The pins indicate where the midriff line should fall.

To make the adjustment I measured the additional length needed (1.75in at the full bust + 1in at the  centre front).

Then I cut a line from beneath the underarm bust dart to the full bust point then vertically down (avoiding the under-bust darts). I left a hinge at the side seam stitching line so the side seam length remained unchanged, then pivoted the bottom piece down 1.75in.

Then I drew a line from the full but point to the centre front (perpendicular to the CF) and slide that piece down 1in before filling the gaps with paper and truing up the line.

This seems to have added the right amount although I had to play with the dart position and length a fair bit in the muslin form because the angle had pivoted down. I think now though, the problem is solved.

Here is the first muslin:

And here is the second:

It certainly feels like a better fit even if the process was somewhat of a guess :)
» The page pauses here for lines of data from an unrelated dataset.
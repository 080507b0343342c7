//! Criterion benchmarks for the Fibonacci engine.

use criterion::{criterion_group, criterion_main, BenchmarkId, Criterion};
use num_bigint::BigUint;

use lucasfib_core::calculator::Calculator;
use lucasfib_core::lucas::evaluate;
use lucasfib_core::options::Options;

fn compute(calc: &dyn Calculator, n: u64) -> BigUint {
    calc.calculate(n, &Options::default()).unwrap()
}

fn bench_engine(c: &mut Criterion) {
    let calc = lucasfib_core::default_calculator();

    // Odd indices never enter the Lucas phase; powers of two are all
    // Lucas phase.
    let odd: Vec<u64> = vec![1_001, 10_001, 100_001, 1_000_001];
    let even: Vec<u64> = vec![1 << 10, 1 << 14, 1 << 17, 1 << 20];

    let mut group = c.benchmark_group("OddIndex");
    for &n in &odd {
        group.bench_with_input(BenchmarkId::from_parameter(n), &n, |b, &n| {
            b.iter(|| compute(calc.as_ref(), n));
        });
    }
    group.finish();

    let mut group = c.benchmark_group("PowerOfTwo");
    for &n in &even {
        group.bench_with_input(BenchmarkId::from_parameter(n), &n, |b, &n| {
            b.iter(|| evaluate(n));
        });
    }
    group.finish();
}

criterion_group!(benches, bench_engine);
criterion_main!(benches);
use std::fs::{File, OpenOptions};
use std::io::{BufWriter, Write};
use std::path::{Path, PathBuf};
use std::sync::{Arc, Mutex};
use std::time::{SystemTime, UNIX_EPOCH};

use serde::Serialize;
use serde_json::{Map, Value};
use thiserror::Error;

/// Structured payload attached to a log event.
pub type LogFields = Map<String, Value>;

#[derive(Debug, Clone, Copy, Serialize)]
#[serde(rename_all = "lowercase")]
pub enum LogLevel {
    Trace,
    Debug,
    Info,
    Warn,
    Error,
}

/// One structured log line, serialized as JSON.
#[derive(Debug, Clone, Serialize)]
pub struct LogEvent {
    pub ts_ms: u128,
    pub level: LogLevel,
    pub target: String,
    pub message: String,
    #[serde(skip_serializing_if = "LogFields::is_empty")]
    pub fields: LogFields,
}

impl LogEvent {
    pub fn new(level: LogLevel, target: impl Into<String>, message: impl Into<String>) -> Self {
        Self {
            ts_ms: current_ms(),
            level,
            target: target.into(),
            message: message.into(),
            fields: LogFields::new(),
        }
    }

    pub fn with_fields(
        level: LogLevel,
        target: impl Into<String>,
        message: impl Into<String>,
        fields: LogFields,
    ) -> Self {
        Self {
            fields,
            ..Self::new(level, target, message)
        }
    }
}

fn current_ms() -> u128 {
    SystemTime::now()
        .duration_since(UNIX_EPOCH)
        .map(|d| d.as_millis())
        .unwrap_or(0)
}

pub type LoggingResult<T> = std::result::Result<T, LoggingError>;

#[derive(Debug, Error)]
pub enum LoggingError {
    #[error("I/O error: {0}")]
    Io(#[from] std::io::Error),
    #[error("serialization error: {0}")]
    Serde(#[from] serde_json::Error),
}

/// Destination for serialized log events.
pub trait LogSink: Send + Sync {
    fn log(&self, event: &LogEvent) -> LoggingResult<()>;
}

/// Cheaply clonable facade over a shared sink.
#[derive(Clone)]
pub struct Logger {
    sink: Arc<dyn LogSink>,
}

impl Logger {
    pub fn new<S>(sink: S) -> Self
    where
        S: LogSink + 'static,
    {
        Self {
            sink: Arc::new(sink),
        }
    }

    pub fn log(&self, level: LogLevel, target: &str, message: &str) -> LoggingResult<()> {
        self.sink.log(&LogEvent::new(level, target, message))
    }

    pub fn log_event(&self, event: LogEvent) -> LoggingResult<()> {
        self.sink.log(&event)
    }
}

/// Append-only JSON-lines sink with size-based truncation rotation.
pub struct FileSink {
    path: PathBuf,
    max_bytes: u64,
    writer: Mutex<BufWriter<File>>,
}

impl FileSink {
    /// Open `path` for appending. A `max_bytes` of zero disables rotation.
    pub fn new(path: impl AsRef<Path>, max_bytes: u64) -> LoggingResult<Self> {
        let path = path.as_ref().to_path_buf();
        let file = OpenOptions::new().create(true).append(true).open(&path)?;
        Ok(Self {
            path,
            max_bytes,
            writer: Mutex::new(BufWriter::new(file)),
        })
    }

    fn write_line(&self, mut line: String) -> LoggingResult<()> {
        line.push('\n');
        let mut guard = self.writer.lock().expect("logger mutex poisoned");

        if self.should_rotate(guard.get_ref(), line.len() as u64)? {
            let file = OpenOptions::new()
                .write(true)
                .create(true)
                .truncate(true)
                .open(&self.path)?;
            *guard = BufWriter::new(file);
        }

        guard.write_all(line.as_bytes())?;
        guard.flush()?;
        Ok(())
    }

    fn should_rotate(&self, file: &File, incoming_len: u64) -> std::io::Result<bool> {
        if self.max_bytes == 0 {
            return Ok(false);
        }
        Ok(file.metadata()?.len() + incoming_len > self.max_bytes)
    }
}

impl LogSink for FileSink {
    fn log(&self, event: &LogEvent) -> LoggingResult<()> {
        self.write_line(serde_json::to_string(event)?)
    }
}

/// Sink collecting events in memory, for tests and diagnostics.
#[derive(Clone, Default)]
pub struct MemorySink {
    events: Arc<Mutex<Vec<LogEvent>>>,
}

impl MemorySink {
    pub fn new() -> Self {
        Self::default()
    }

    /// Snapshot of everything logged so far.
    pub fn events(&self) -> Vec<LogEvent> {
        self.events.lock().expect("memory sink mutex poisoned").clone()
    }
}

impl LogSink for MemorySink {
    fn log(&self, event: &LogEvent) -> LoggingResult<()> {
        self.events
            .lock()
            .expect("memory sink mutex poisoned")
            .push(event.clone());
        Ok(())
    }
}

pub fn json_kv(key: &str, value: impl Into<Value>) -> (String, Value) {
    (key.to_string(), value.into())
}

pub fn event_with_fields(
    level: LogLevel,
    target: &str,
    message: &str,
    fields: impl IntoIterator<Item = (String, Value)>,
) -> LogEvent {
    let mut map = LogFields::new();
    for (key, value) in fields {
        map.insert(key, value);
    }
    LogEvent::with_fields(level, target, message, map)
}
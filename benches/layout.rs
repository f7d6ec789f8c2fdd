use criterion::{Criterion, black_box, criterion_group, criterion_main};

use flowgrid_mvp::{FlowLayout, GridParams};

fn solve_playground_grid(c: &mut Criterion) {
    let layout = FlowLayout::new(GridParams::new(2, 10.0, 10.0, 10.0));
    c.bench_function("solve_playground_grid", |b| {
        b.iter(|| layout.solve(black_box(300.0), black_box(31)));
    });
}

fn solve_large_grid(c: &mut Criterion) {
    let layout = FlowLayout::new(GridParams::new(4, 16.0, 16.0, 8.0));
    c.bench_function("solve_large_grid", |b| {
        b.iter(|| layout.solve(black_box(1280.0), black_box(10_000)));
    });
}

fn params_construction(c: &mut Criterion) {
    c.bench_function("params_construction", |b| {
        b.iter(|| GridParams::new(black_box(2), 10.0, 10.0, 10.0).derived_padding());
    });
}

criterion_group!(
    benches,
    solve_playground_grid,
    solve_large_grid,
    params_construction
);
criterion_main!(benches);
Colette Rooibos Sew-along: First Muslin

21 Aug

More muslining today. This time I’m catching up on Colette Pattern’s Rooibos Sew-along. For the first go around I made a 2in full bust adjustment following the CP tutorial here. Then I graded to an 18 at the midriff and 18 +2in at the skirt.

The pattern itself was surprisingly quick to construct – less than 90 minutes – although being a muslin there’s no facing, zip or hem.

As for the fit, the FBA worked well in terms of width but as usual there’s not quite enough length.

Here I’ve used pins to mark where the bottom of the bust should be.

I’m hoping that bringing the bust down and the midriff properly flat under the bust should fix the slight boxy feeling from the side.

The back’s okay but I’ll add a little more length. Where it finishes now is probably the length I should hem it at so I need to add the allowance to the bottom.

All in all it’s not too bad and I’m loving the little details like the pockets and the neckline at the back. Very excited to get started on the proper one this week.

 

MMM Catch-up

23 Mar

Woops got a little behind there and lets face it most of this weeks outfits were total repeats – so unexciting!

Here’s two I hadn’t worn yet this month though…

Hehe… I was half asleep when I took this one. Luckily this double-knit mash-up of New Look 6824 & BurdaStyle Jenny doesn’t require a lot of thought.

I seem to be on a purple kick – today I wore my me-made suedette skirt with a rtw shirt.